CAPÍTULO XI
El joven Giscard observó el reloj. Eran ya las cinco de la mañana. Había pasado casi cinco horas leyendo y releyendo aquella increíble carta. En seguida, buscó en su escritorio papel, pluma y tinta y escribió un telegrama para sus hermanos, que vivían aun en la Martinica al cuidado de la finca que el coronel Giscard les había heredado al morir en 1872.
Después, se dirigió a la habitación de su mujer para anunciarle su inmediata partida a la isla, pues un asunto urgente reclamaba que se reuniera con sus hermanos. Mientras un criado preparaba su equipaje, acudió a despedirse de sus pequeños hijos.
Una vez que su baúl de viaje estuvo listo, se dirigió a la estación del tren, y tras comprar un boleto para el puerto de La Rochelle, buscó la oficina del telégrafo para enviar una nota a sus hermanos. Dos semanas después desembarcaba en Fort-de-France, en cuyo puerto lo esperaban éstos.
Se dirigieron a la casa que Eugene y Jean compartían en la ciudad, la misma que había sido del coronel Giscard, pues ambos permanecían solteros. Allí, Francois les mostró la carta que había recibido. Ambos hermanos la leyeron con asombro y emoción.

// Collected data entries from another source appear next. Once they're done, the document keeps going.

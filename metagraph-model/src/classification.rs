use crate::Properties;
use metagraph_types::EffectivityWindow;
use serde::{Deserialize, Serialize};

/// Reserved classification type marking an entity as soft-deleted.
pub const MEMENTO: &str = "Memento";

/// A classification attached to exactly one entity.
#[derive(Debug, Clone, PartialEq, Serialize, Deserialize)]
pub struct Classification {
    pub type_name: String,
    #[serde(default)]
    pub properties: Properties,
    #[serde(default, skip_serializing_if = "Option::is_none")]
    pub effectivity: Option<EffectivityWindow>,
}

impl Classification {
    /// Creates a classification with no properties.
    pub fn new(type_name: impl Into<String>) -> Self {
        Self {
            type_name: type_name.into(),
            properties: Properties::new(),
            effectivity: None,
        }
    }

    /// Shorthand for a Memento classification.
    pub fn memento() -> Self {
        Self::new(MEMENTO)
    }

    /// Sets the effectivity window.
    #[must_use]
    pub fn with_effectivity(mut self, window: EffectivityWindow) -> Self {
        self.effectivity = Some(window);
        self
    }

    /// Returns true for the reserved soft-delete classification.
    pub fn is_memento(&self) -> bool {
        self.type_name == MEMENTO
    }
}
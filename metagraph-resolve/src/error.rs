//! Error types for the resolution layer.

use metagraph_model::Guid;
use metagraph_store::StoreError;
use thiserror::Error;

/// Result type for resolution operations.
pub type ResolveResult<T> = Result<T, ResolveError>;

/// Errors that can occur while resolving instances.
#[derive(Debug, Error)]
pub enum ResolveError {
    /// The identifier is absent, or every instance that could represent it
    /// is hidden under the requested flags.
    #[error("no visible instance for {guid}")]
    NotFound { guid: Guid },

    /// A relationship type name or identifier is not defined.
    #[error("unknown relationship type: {0}")]
    UnknownType(String),

    /// The duplicate cluster grew past the configured ceiling.
    #[error("duplicate cluster of {guid} exceeds {limit} members")]
    ClusterTooLarge { guid: Guid, limit: usize },

    /// Store failure.
    #[error("store error: {0}")]
    Store(#[from] StoreError),

    /// Invalid or unreadable configuration.
    #[error("configuration error: {0}")]
    Config(String),
}

impl ResolveError {
    /// Returns true for the not-found case.
    pub fn is_not_found(&self) -> bool {
        matches!(self, Self::NotFound { .. })
    }
}
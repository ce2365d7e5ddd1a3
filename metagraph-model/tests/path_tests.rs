use chrono::Utc;
use metagraph_model::{ContextPath, Direction, PathStep, QueryFlags, RelationshipEnd};
use pretty_assertions::assert_eq;

// ── Direction ────────────────────────────────────────────────────

#[test]
fn direction_admits_matching_end() {
    assert!(Direction::Outgoing.admits(RelationshipEnd::End1));
    assert!(!Direction::Outgoing.admits(RelationshipEnd::End2));
    assert!(Direction::Incoming.admits(RelationshipEnd::End2));
    assert!(!Direction::Incoming.admits(RelationshipEnd::End1));
    assert!(Direction::Both.admits(RelationshipEnd::End1));
    assert!(Direction::Both.admits(RelationshipEnd::End2));
}

// ── ContextPath ──────────────────────────────────────────────────

#[test]
fn builder_appends_steps_in_order() {
    let path = ContextPath::new("test")
        .then("A", Direction::Outgoing)
        .then("B", Direction::Incoming);
    assert_eq!(path.len(), 2);
    assert_eq!(path.steps[0], PathStep::new("A", Direction::Outgoing));
    assert_eq!(path.steps[1], PathStep::new("B", Direction::Incoming));
}

#[test]
fn column_to_root_walks_to_endpoint() {
    let path = ContextPath::column_to_root();
    let names: Vec<&str> = path.steps.iter().map(|s| s.relationship_type.as_str()).collect();
    assert_eq!(
        names,
        vec![
            "AttributeForSchema",
            "SchemaAttributeType",
            "AttributeForSchema",
            "AssetSchemaType",
            "DataContentForDataSet",
            "ConnectionToAsset",
            "ConnectionEndpoint",
        ]
    );
    assert!(path.steps.iter().all(|s| s.direction == Direction::Incoming));
}

#[test]
fn column_type_is_one_outgoing_hop() {
    let path = ContextPath::column_type();
    assert_eq!(path.steps, vec![PathStep::new("SchemaAttributeType", Direction::Outgoing)]);
}

#[test]
fn path_deserializes_with_default_direction() {
    let path: ContextPath = serde_json::from_str(
        r#"{"name":"p","steps":[{"relationship_type":"X"}]}"#,
    )
    .unwrap();
    assert_eq!(path.steps[0].direction, Direction::Outgoing);
}

// ── QueryFlags ───────────────────────────────────────────────────

#[test]
fn default_flags_apply_no_temporal_filter() {
    let flags = QueryFlags::default();
    assert!(!flags.for_duplicate_processing);
    assert!(!flags.for_lineage);
    assert_eq!(flags.effective_time, None);
}

#[test]
fn flag_builders_compose() {
    let now = Utc::now();
    let flags = QueryFlags::lineage().with_effective_time(Some(now));
    assert!(flags.for_lineage);
    assert_eq!(flags.effective_time, Some(now));
    assert!(QueryFlags::duplicate_processing().for_duplicate_processing);
    assert_eq!(QueryFlags::at(now).effective_time, Some(now));
}
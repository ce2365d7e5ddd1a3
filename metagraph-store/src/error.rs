//! Error types for the store layer.

use thiserror::Error;

/// Result type for store operations.
pub type StoreResult<T> = Result<T, StoreError>;

/// Errors that can occur in store operations.
#[derive(Debug, Error)]
pub enum StoreError {
    /// Failure reported by the backing repository.
    #[error("repository error: {0}")]
    Backend(String),

    /// Serialization/deserialization error.
    #[error("serialization error: {0}")]
    Serialization(#[from] serde_json::Error),

    /// IO error (file system).
    #[error("IO error: {0}")]
    Io(#[from] std::io::Error),

    /// The search expression could not be compiled.
    #[error("invalid query: {0}")]
    InvalidQuery(String),

    /// Invalid data.
    #[error("invalid data: {0}")]
    InvalidData(String),
}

Al acabar la lectura, Jean, el más joven de los tres, les dijo a sus hermanos:
-¿Recuerdan la última vez que el abuelo nos platicó sobre sus aventuras en Austerlitz? Yo nunca pude olvidarlo. En aquella ocasión nos dijo lo siguiente: “¡No cometan el mismo error de su abuelo! La guerra nunca nos trae la gloria o la felicidad, sino tan sólo desdichas. ¡Nuestros amigos se pueden convertir en monstruos y nosotros mismos podemos realizar actos tan crueles que antes ni siquiera habíamos podido imaginar! La guerra tan sólo trae muerte y destrucción. Los pueblos son arrasados, los hombres asesinados, las mujeres ultrajadas, las cosechas destruidas, y todo,… ¿para qué? ¡Para demostrar que somos los más fuertes, para obtener un poco más de poder, para sentirnos grandes, para dominar a los demás! Qué inútil es la vida del soldado. ¡Cuánto sufrimiento causamos sin darnos cuenta!”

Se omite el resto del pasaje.